The rebel army grew larger and reached as far south as Oxfordshire. This alarmed the King, and the rebels defeated the Royal army at the Battle of Edgcote, six miles north-east of Banbury, on 24 July. Unaware of this disaster, Edward was captured by Warwick on 29 July and imprisoned in Warwick Castle. Earl Rivers and his son John Woodville were beheaded shortly afterwards. Warwick summoned a Parliament, which he probably hoped would depose Edward in Clarence's favour. But widespread rioting forced him to release the King by mid-September. Surprisingly, Edward forgave both Warwick and Clarence.

=== Warwick's allegiance to Lancaster ===
After another failed rebellion, thwarted by Edward at the Battle of Losecoat Field in March 1470, Warwick and Clarence fled to France. There in July they met with Margaret of Anjou, the wife of Henry VI and de facto leader of the Lancastrians. Warwick had played a huge role in deposing Henry from the throne in 1461. However, after tense negotiations Warwick, Clarence, and Margaret came to a deal: Warwick and Clarence would help restore Henry VI to the throne, with French aid; Henry VI's son, Edward of Westminster, would be his heir as Prince of Wales; but if Westminster died then Clarence would become heir to the throne. This alliance was sealed by the marriage of Warwick's youngest daughter Anne Neville to Prince Edward.

Edward IV sought to shore up his position. He had released Henry Percy from the Tower on 27 October 1469. On 27 March 1470, Edward IV restored Percy to the earldom of Northumberland, which had been granted to John Neville. Neville was compensated by elevation to Marquess of Montagu, as he had not taken part in his brother's uprisings. Between the restoration of Henry Percy and the return of Warwick, the King was "walking a tightrope" as to whether Montague would accept the Marquisate as compensation.

On 13 September, Warwick and Clarence docked in Dartmouth, Devon, and the Earl of Pembroke in Plymouth. Warwick entered London in triumph and freed Henry VI from the Tower on 6 October.

== Readeption ==
The Readeption of Henry VI took place on 3 October 1470. However, by this point Henry was mentally too feeble to rule unaided; for example, he had to be led by the hand when he paraded through London. Following his return to the throne, all official documents began to refer to his regnal year as "the 49th year of the reign of Henry VI and the first of his readeption to royal power".

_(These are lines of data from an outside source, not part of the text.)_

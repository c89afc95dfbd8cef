use std::fmt;

/// All error types produced by the grpcurl library.
///
/// Maps to the Go codebase's error types:
/// - `notFoundError` (invoke.go:382)
/// - `ErrReflectionNotSupported` (desc_source.go)
/// - Various ad-hoc errors wrapped in `fmt.Errorf`
#[derive(Debug)]
pub enum GrpcurlError {
    /// The requested symbol (service, method, message, etc.) was not found.
    /// Equivalent to Go's `notFoundError` and `grpcreflect.IsElementNotFoundError`.
    NotFound(String),

    /// The server does not support the gRPC reflection API.
    /// Equivalent to Go's `ErrReflectionNotSupported`.
    ReflectionNotSupported,

    /// An invalid argument was provided (e.g., malformed method name).
    InvalidArgument(String),

    /// An I/O error (file read, network, etc.).
    Io(std::io::Error),

    /// A protobuf encoding/decoding error.
    Proto(String),

    /// A gRPC status error from the server.
    GrpcStatus(tonic::Status),

    /// The user cancelled the in-flight operation (e.g. Ctrl-C).
    /// Maps to exit code 130.
    Cancelled,

    /// An absolute deadline (`--max-time`) elapsed before the call completed,
    /// or the bidi write-side task did not finish within its bounded timeout.
    /// Distinct from `Cancelled`: this is a deadline, not a user signal.
    DeadlineExceeded,

    /// Any other error.
    Other(Box<dyn std::error::Error + Send + Sync>),
}

impl fmt::Display for GrpcurlError {
    fn fmt(&self, f: &mut fmt::Formatter<'_>) -> fmt::Result {
        match self {
            GrpcurlError::NotFound(name) => write!(f, "Symbol not found: {name}"),
            GrpcurlError::ReflectionNotSupported => {
                write!(f, "server does not support the reflection API")
            }
            GrpcurlError::InvalidArgument(msg) => write!(f, "invalid argument: {msg}"),
            GrpcurlError::Io(err) => write!(f, "I/O error: {err}"),
            GrpcurlError::Proto(msg) => write!(f, "proto error: {msg}"),
            GrpcurlError::GrpcStatus(status) => {
                write!(f, "gRPC error: {} - {}", status.code(), status.message())
            }
            GrpcurlError::Cancelled => write!(f, "call cancelled by user"),
            GrpcurlError::DeadlineExceeded => write!(f, "call deadline exceeded"),
            GrpcurlError::Other(err) => write!(f, "{err}"),
        }
    }
}

impl std::error::Error for GrpcurlError {
    fn source(&self) -> Option<&(dyn std::error::Error + 'static)> {
        match self {
            GrpcurlError::Io(err) => Some(err),
            GrpcurlError::Other(err) => Some(err.as_ref()),
            _ => None,
        }
    }
}

impl From<std::io::Error> for GrpcurlError {
    fn from(err: std::io::Error) -> Self {
        GrpcurlError::Io(err)
    }
}

impl From<tonic::Status> for GrpcurlError {
    fn from(status: tonic::Status) -> Self {
        GrpcurlError::GrpcStatus(status)
    }
}

/// Convenience type alias used throughout the codebase.
pub type Result<T> = std::result::Result<T, GrpcurlError>;

#[cfg(test)]
mod tests {
    use super::*;

    /// Check whether an error represents a "not found" condition.
    ///
    /// Equivalent to Go's `isNotFoundError()` which checks for both the local
    /// `notFoundError` type and `grpcreflect.IsElementNotFoundError()`.
    fn is_not_found_error(err: &GrpcurlError) -> bool {
        match err {
            GrpcurlError::NotFound(_) => true,
            GrpcurlError::GrpcStatus(status) => status.code() == tonic::Code::NotFound,
            _ => false,
        }
    }

    #[test]
    fn not_found_error_detected() {
        let err = GrpcurlError::NotFound("my.Service".into());
        assert!(is_not_found_error(&err));
    }

    #[test]
    fn grpc_not_found_detected() {
        let status = tonic::Status::not_found("service not found");
        let err = GrpcurlError::GrpcStatus(status);
        assert!(is_not_found_error(&err));
    }

    #[test]
    fn other_errors_not_detected_as_not_found() {
        let err = GrpcurlError::InvalidArgument("bad input".into());
        assert!(!is_not_found_error(&err));

        let err = GrpcurlError::ReflectionNotSupported;
        assert!(!is_not_found_error(&err));
    }

    #[test]
    fn display_formatting() {
        let err = GrpcurlError::NotFound("my.Service".into());
        assert_eq!(err.to_string(), "Symbol not found: my.Service");

        let err = GrpcurlError::ReflectionNotSupported;
        assert_eq!(
            err.to_string(),
            "server does not support the reflection API"
        );
    }

    #[test]
    fn io_error_conversion() {
        let io_err = std::io::Error::new(std::io::ErrorKind::NotFound, "file missing");
        let err: GrpcurlError = io_err.into();
        assert!(matches!(err, GrpcurlError::Io(_)));
    }

    #[test]
    fn cancelled_and_deadline_exceeded_are_distinguishable() {
        assert_eq!(GrpcurlError::Cancelled.to_string(), "call cancelled by user");
        assert_eq!(
            GrpcurlError::DeadlineExceeded.to_string(),
            "call deadline exceeded"
        );
        assert_ne!(
            GrpcurlError::Cancelled.to_string(),
            GrpcurlError::DeadlineExceeded.to_string()
        );
    }
}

Although the Lancastrian regime was reinstated, it has been described as "Lancastrian... in a Neville costume".

== Edward IV's return ==
Henry's return to the throne did not last long. After gaining Burgundian support, Edward IV landed at Ravenspurn on 14 March 1471. Local militias were raised in the north; one, led by Sir John Westerdale, may even have numbered a substantial "several thousand men", and others "to the number of 6,000–7,000 milled menacingly".

The royal propagandist of the Historie of the arrivall of Edward IV suggests the royal army was, "though small, well-armed and determined" and that Edward claimed he had returned solely for his duchy of York. However, the King could not start raising a force of any numbers until well to the south (of England), in Lord Hastings's estates in the Midlands (about 3,000 men in Nottingham, where he was joined by William Parr and James Harrington, with their personal forces of sixty men-at-arms). Whereas, in the north, came "not so many as supposed would have come", reported the Arrivalist.

Edward defeated Warwick in the Battle of Barnet on 14 April, in which both Warwick and his brother John Neville were killed, and the Lancastrians in the Battle of Tewkesbury. Edward of Westminster was killed there, the Beaufort family almost extinguished entirely, and Queen Margaret captured. Edward IV entered London on 21 May. Henry VI died that night, or soon afterwards, perhaps on Edward's orders.